Evaluation of psoriasis patients’ attitudes toward benefit–risk and therapeutic trade-offs in their choice of treatments
Why this work is in the frame
A frame that forgets how it found something cannot be audited. These are the routes that admitted this work.
Bibliographic record
Abstract
OBJECTIVE: Treatment options for psoriasis offer trade-offs in terms of efficacy, convenience, and risk of adverse events. We evaluated patients' preferences with respect to benefit-risk in the treatment of psoriasis. METHODS: A discrete choice experiment was conducted in adults from the UK with moderate-to-severe psoriasis using an orthogonal design with 32 hypothetical choice sets. Participants were randomly assigned to one of two surveys with 16 choice sets.

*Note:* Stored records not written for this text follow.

//! Envelope sum type and its binary encoding.

use super::varint::{get_uvarint, put_uvarint};
use super::DecodeError;
use crate::config::{AudioSettings, EgressConfig};

/// Audio encoding byte: 16-bit little-endian PCM. The only supported value.
pub const AUDIO_ENCODING_PCM_S16LE: u8 = 0x01;

/// Transport compression byte: none. The only supported value.
pub const AUDIO_COMPRESSION_NONE: u8 = 0x00;

/// Kind byte of a wire message.
#[derive(Debug, Clone, Copy, PartialEq, Eq)]
#[repr(u8)]
pub enum MessageKind {
    /// Client configure-session request, first message of the handshake.
    ConfigureSession = 0x01,
    /// Server confirm-session response carrying the connection id.
    ConfirmSession = 0x02,
    /// Client audio chunk.
    AudioInput = 0x03,
    /// Server animation frame.
    Animation = 0x04,
    /// Server error report.
    ServerError = 0x05,
    /// Legacy error tag, same payload as `ServerError`.
    LegacyError = 0x06,
}

impl MessageKind {
    /// Parse a kind byte.
    pub fn from_byte(b: u8) -> Option<Self> {
        match b {
            0x01 => Some(MessageKind::ConfigureSession),
            0x02 => Some(MessageKind::ConfirmSession),
            0x03 => Some(MessageKind::AudioInput),
            0x04 => Some(MessageKind::Animation),
            0x05 => Some(MessageKind::ServerError),
            0x06 => Some(MessageKind::LegacyError),
            _ => None,
        }
    }

    /// The wire byte for this kind.
    pub fn as_byte(&self) -> u8 {
        *self as u8
    }
}

/// Payload of a configure-session message.
#[derive(Debug, Clone, PartialEq, Eq)]
pub struct ConfigurePayload {
    /// Protocol version the client speaks.
    pub version: String,
    /// Audio format the client will stream.
    pub audio: AudioSettings,
    /// Egress destination, if the caller configured one.
    pub egress: Option<EgressConfig>,
}

/// Payload of a confirm-session message.
#[derive(Debug, Clone, PartialEq, Eq)]
pub struct ConfirmPayload {
    /// Server-assigned id for the established connection.
    pub connection_id: String,
}

/// One chunk of client audio.
#[derive(Debug, Clone, PartialEq, Eq)]
pub struct AudioChunk {
    /// Correlation id grouping the chunk sequence.
    pub req_id: String,
    /// Raw PCM bytes.
    pub audio: Vec<u8>,
    /// True on the final chunk of the sequence.
    pub end: bool,
}

/// One server animation frame.
#[derive(Debug, Clone, PartialEq, Eq)]
pub struct AnimationFrame {
    /// Correlation id of the request this frame answers.
    pub req_id: String,
    /// Opaque frame bytes; the SDK does not interpret them.
    pub data: Vec<u8>,
    /// True on the final frame of the sequence.
    pub end: bool,
}

/// Payload of a server error message.
#[derive(Debug, Clone, PartialEq, Eq)]
pub struct ErrorPayload {
    /// Connection the error refers to, possibly empty.
    pub connection_id: String,
    /// Request the error refers to, possibly empty.
    pub req_id: String,
    /// Numeric service error code.
    pub code: u32,
    /// Human-readable message.
    pub message: String,
}

/// One decoded wire message.
#[derive(Debug, Clone, PartialEq, Eq)]
pub enum Envelope {
    /// Client configure-session request.
    ConfigureSession(ConfigurePayload),
    /// Server confirm-session response.
    ConfirmSession(ConfirmPayload),
    /// Client audio chunk.
    AudioInput(AudioChunk),
    /// Server animation frame.
    Animation(AnimationFrame),
    /// Server error report; `None` when the message carried no payload.
    Error(Option<ErrorPayload>),
}

impl Envelope {
    /// The kind tag this envelope encodes as.
    pub fn kind(&self) -> MessageKind {
        match self {
            Envelope::ConfigureSession(_) => MessageKind::ConfigureSession,
            Envelope::ConfirmSession(_) => MessageKind::ConfirmSession,
            Envelope::AudioInput(_) => MessageKind::AudioInput,
            Envelope::Animation(_) => MessageKind::Animation,
            Envelope::Error(_) => MessageKind::ServerError,
        }
    }

    /// Encode into one binary frame.
    pub fn encode(&self) -> Vec<u8> {
        let mut buf = Vec::with_capacity(self.encoded_hint());
        buf.push(self.kind().as_byte());

        match self {
            Envelope::ConfigureSession(cfg) => {
                put_str(&mut buf, &cfg.version);
                put_uvarint(&mut buf, u64::from(cfg.audio.sample_rate));
                put_uvarint(&mut buf, u64::from(cfg.audio.bitrate));
                buf.push(AUDIO_ENCODING_PCM_S16LE);
                buf.push(AUDIO_COMPRESSION_NONE);
                match &cfg.egress {
                    Some(egress) => {
                        buf.push(1);
                        put_str(&mut buf, &egress.url);
                        put_str(&mut buf, egress.stream_key.as_deref().unwrap_or(""));
                    }
                    None => buf.push(0),
                }
            }
            Envelope::ConfirmSession(confirm) => {
                put_str(&mut buf, &confirm.connection_id);
            }
            Envelope::AudioInput(chunk) => {
                put_str(&mut buf, &chunk.req_id);
                put_bytes(&mut buf, &chunk.audio);
                buf.push(u8::from(chunk.end));
            }
            Envelope::Animation(frame) => {
                put_str(&mut buf, &frame.req_id);
                put_bytes(&mut buf, &frame.data);
                buf.push(u8::from(frame.end));
            }
            Envelope::Error(payload) => {
                if let Some(err) = payload {
                    put_str(&mut buf, &err.connection_id);
                    put_str(&mut buf, &err.req_id);
                    put_uvarint(&mut buf, u64::from(err.code));
                    put_str(&mut buf, &err.message);
                }
            }
        }

        buf
    }

    /// Decode one binary frame.
    pub fn decode(data: &[u8]) -> Result<Self, DecodeError> {
        let kind_byte = *data.first().ok_or(DecodeError::UnexpectedEof)?;
        let kind = MessageKind::from_byte(kind_byte).ok_or(DecodeError::UnknownKind(kind_byte))?;
        let mut pos = 1;

        let envelope = match kind {
            MessageKind::ConfigureSession => {
                let version = get_str(data, &mut pos)?;
                let sample_rate = get_u32(data, &mut pos)?;
                let bitrate = get_u32(data, &mut pos)?;
                // Encoding and compression bytes are fixed; read past them.
                let _encoding = get_byte(data, &mut pos)?;
                let _compression = get_byte(data, &mut pos)?;
                let egress = match get_bool(data, &mut pos)? {
                    true => {
                        let url = get_str(data, &mut pos)?;
                        let stream_key = get_str(data, &mut pos)?;
                        Some(EgressConfig {
                            url,
                            stream_key: (!stream_key.is_empty()).then_some(stream_key),
                        })
                    }
                    false => None,
                };
                Envelope::ConfigureSession(ConfigurePayload {
                    version,
                    audio: AudioSettings {
                        sample_rate,
                        bitrate,
                    },
                    egress,
                })
            }
            MessageKind::ConfirmSession => Envelope::ConfirmSession(ConfirmPayload {
                connection_id: get_str(data, &mut pos)?,
            }),
            MessageKind::AudioInput => Envelope::AudioInput(AudioChunk {
                req_id: get_str(data, &mut pos)?,
                audio: get_bytes(data, &mut pos)?,
                end: get_bool(data, &mut pos)?,
            }),
            MessageKind::Animation => Envelope::Animation(AnimationFrame {
                req_id: get_str(data, &mut pos)?,
                data: get_bytes(data, &mut pos)?,
                end: get_bool(data, &mut pos)?,
            }),
            MessageKind::ServerError | MessageKind::LegacyError => {
                if pos == data.len() {
                    Envelope::Error(None)
                } else {
                    Envelope::Error(Some(ErrorPayload {
                        connection_id: get_str(data, &mut pos)?,
                        req_id: get_str(data, &mut pos)?,
                        code: get_u32(data, &mut pos)?,
                        message: get_str(data, &mut pos)?,
                    }))
                }
            }
        };

        if pos != data.len() {
            return Err(DecodeError::TrailingBytes(data.len() - pos));
        }

        Ok(envelope)
    }

    fn encoded_hint(&self) -> usize {
        match self {
            Envelope::AudioInput(chunk) => chunk.audio.len() + 32,
            Envelope::Animation(frame) => frame.data.len() + 32,
            _ => 64,
        }
    }
}

fn put_bytes(buf: &mut Vec<u8>, data: &[u8]) {
    put_uvarint(buf, data.len() as u64);
    buf.extend_from_slice(data);
}

fn put_str(buf: &mut Vec<u8>, s: &str) {
    put_bytes(buf, s.as_bytes());
}

fn get_byte(data: &[u8], pos: &mut usize) -> Result<u8, DecodeError> {
    let byte = *data.get(*pos).ok_or(DecodeError::UnexpectedEof)?;
    *pos += 1;
    Ok(byte)
}

fn get_bool(data: &[u8], pos: &mut usize) -> Result<bool, DecodeError> {
    match get_byte(data, pos)? {
        0 => Ok(false),
        1 => Ok(true),
        other => Err(DecodeError::InvalidBool(other)),
    }
}

fn get_u32(data: &[u8], pos: &mut usize) -> Result<u32, DecodeError> {
    let value = get_uvarint(data, pos)?;
    u32::try_from(value).map_err(|_| DecodeError::VarintOverflow)
}

fn get_bytes(data: &[u8], pos: &mut usize) -> Result<Vec<u8>, DecodeError> {
    let len = get_uvarint(data, pos)?;
    let remaining = data.len() - *pos;
    if len > remaining as u64 {
        return Err(DecodeError::LengthOutOfBounds(len));
    }
    let end = *pos + len as usize;
    let bytes = data[*pos..end].to_vec();
    *pos = end;
    Ok(bytes)
}

fn get_str(data: &[u8], pos: &mut usize) -> Result<String, DecodeError> {
    let bytes = get_bytes(data, pos)?;
    String::from_utf8(bytes).map_err(|_| DecodeError::InvalidUtf8)
}

#[cfg(test)]
mod tests {
    use super::*;

    #[test]
    fn test_configure_roundtrip_with_egress() {
        let envelope = Envelope::ConfigureSession(ConfigurePayload {
            version: "2.0".to_string(),
            audio: AudioSettings {
                sample_rate: 16000,
                bitrate: 256_000,
            },
            egress: Some(EgressConfig {
                url: "rtmp://egress.example/live".to_string(),
                stream_key: Some("key-1".to_string()),
            }),
        });

        let decoded = Envelope::decode(&envelope.encode()).unwrap();
        assert_eq!(decoded, envelope);
    }

    #[test]
    fn test_configure_without_egress() {
        let envelope = Envelope::ConfigureSession(ConfigurePayload {
            version: "2.0".to_string(),
            audio: AudioSettings::default(),
            egress: None,
        });

        match Envelope::decode(&envelope.encode()).unwrap() {
            Envelope::ConfigureSession(cfg) => assert!(cfg.egress.is_none()),
            other => panic!("unexpected envelope: {other:?}"),
        }
    }

    #[test]
    fn test_audio_chunk_roundtrip() {
        let envelope = Envelope::AudioInput(AudioChunk {
            req_id: "20250810123123_abcDEF123456".to_string(),
            audio: vec![0x00, 0x7F, 0xFF, 0x80],
            end: true,
        });

        let frame = envelope.encode();
        assert_eq!(frame[0], MessageKind::AudioInput.as_byte());
        assert_eq!(Envelope::decode(&frame).unwrap(), envelope);
    }

    #[test]
    fn test_error_without_payload() {
        // A bare kind byte is a valid error message with no payload.
        let decoded = Envelope::decode(&[MessageKind::ServerError.as_byte()]).unwrap();
        assert_eq!(decoded, Envelope::Error(None));
    }

    #[test]
    fn test_legacy_error_kind_decodes_as_error() {
        let envelope = Envelope::Error(Some(ErrorPayload {
            connection_id: "conn-1".to_string(),
            req_id: "req-1".to_string(),
            code: 1001,
            message: "bad audio".to_string(),
        }));

        let mut frame = envelope.encode();
        frame[0] = MessageKind::LegacyError.as_byte();

        assert_eq!(Envelope::decode(&frame).unwrap(), envelope);
    }

    #[test]
    fn test_unknown_kind() {
        assert_eq!(
            Envelope::decode(&[0xEE]),
            Err(DecodeError::UnknownKind(0xEE))
        );
    }

    #[test]
    fn test_truncated_payload() {
        let envelope = Envelope::ConfirmSession(ConfirmPayload {
            connection_id: "conn-42".to_string(),
        });
        let frame = envelope.encode();

        assert_eq!(
            Envelope::decode(&frame[..frame.len() - 2]),
            Err(DecodeError::LengthOutOfBounds(7))
        );
    }

    #[test]
    fn test_trailing_bytes_rejected() {
        let mut frame = Envelope::ConfirmSession(ConfirmPayload {
            connection_id: "conn-42".to_string(),
        })
        .encode();
        frame.push(0x00);

        assert_eq!(Envelope::decode(&frame), Err(DecodeError::TrailingBytes(1)));
    }

    #[test]
    fn test_invalid_bool_byte() {
        let mut frame = Envelope::AudioInput(AudioChunk {
            req_id: "r".to_string(),
            audio: vec![1, 2],
            end: false,
        })
        .encode();
        *frame.last_mut().unwrap() = 0x02;

        assert_eq!(Envelope::decode(&frame), Err(DecodeError::InvalidBool(2)));
    }

    #[test]
    fn test_empty_frame() {
        assert_eq!(Envelope::decode(&[]), Err(DecodeError::UnexpectedEof));
    }
}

Patients' preferences were investigated with respect to the following attributes: reduction in body surface area affected by psoriasis, treatment administration (frequency and mode of delivery), short-term diarrhea or nausea risk, and 10-year risk of developing melanoma or nonmelanoma skin cancer, tuberculosis, or serious infections. A mixed effects logistic regression model generated relative preferences between treatment profiles. RESULTS: Participants (N=292) had a strong preference to avoid increased risk of melanoma or nonmelanoma skin cancer (odds ratio [OR]: 0.44 per 5% increased 10-year risk) and increased risks of tuberculosis and serious infections (both ORs: 0.73 per 5% increased 10-year risk) and preferred once-weekly to twice-daily tablets (OR: 0.76) and weekly (OR: 0.56) or fortnightly (OR: 0.65) injections. Participants preferred avoiding treatments that may cause diarrhea or nausea in the first 2 weeks (OR: 0.87 per 5% increase) and preferred treatments that effectively resolved plaque lesions (OR: 0.93 for each palm area still affected). CONCLUSION: All attributes were significant predictors of choice. Patients' preference research complements clinical trial data by providing insight regarding the relative weight of efficacy, tolerability, and other factors for patients when making treatment choices.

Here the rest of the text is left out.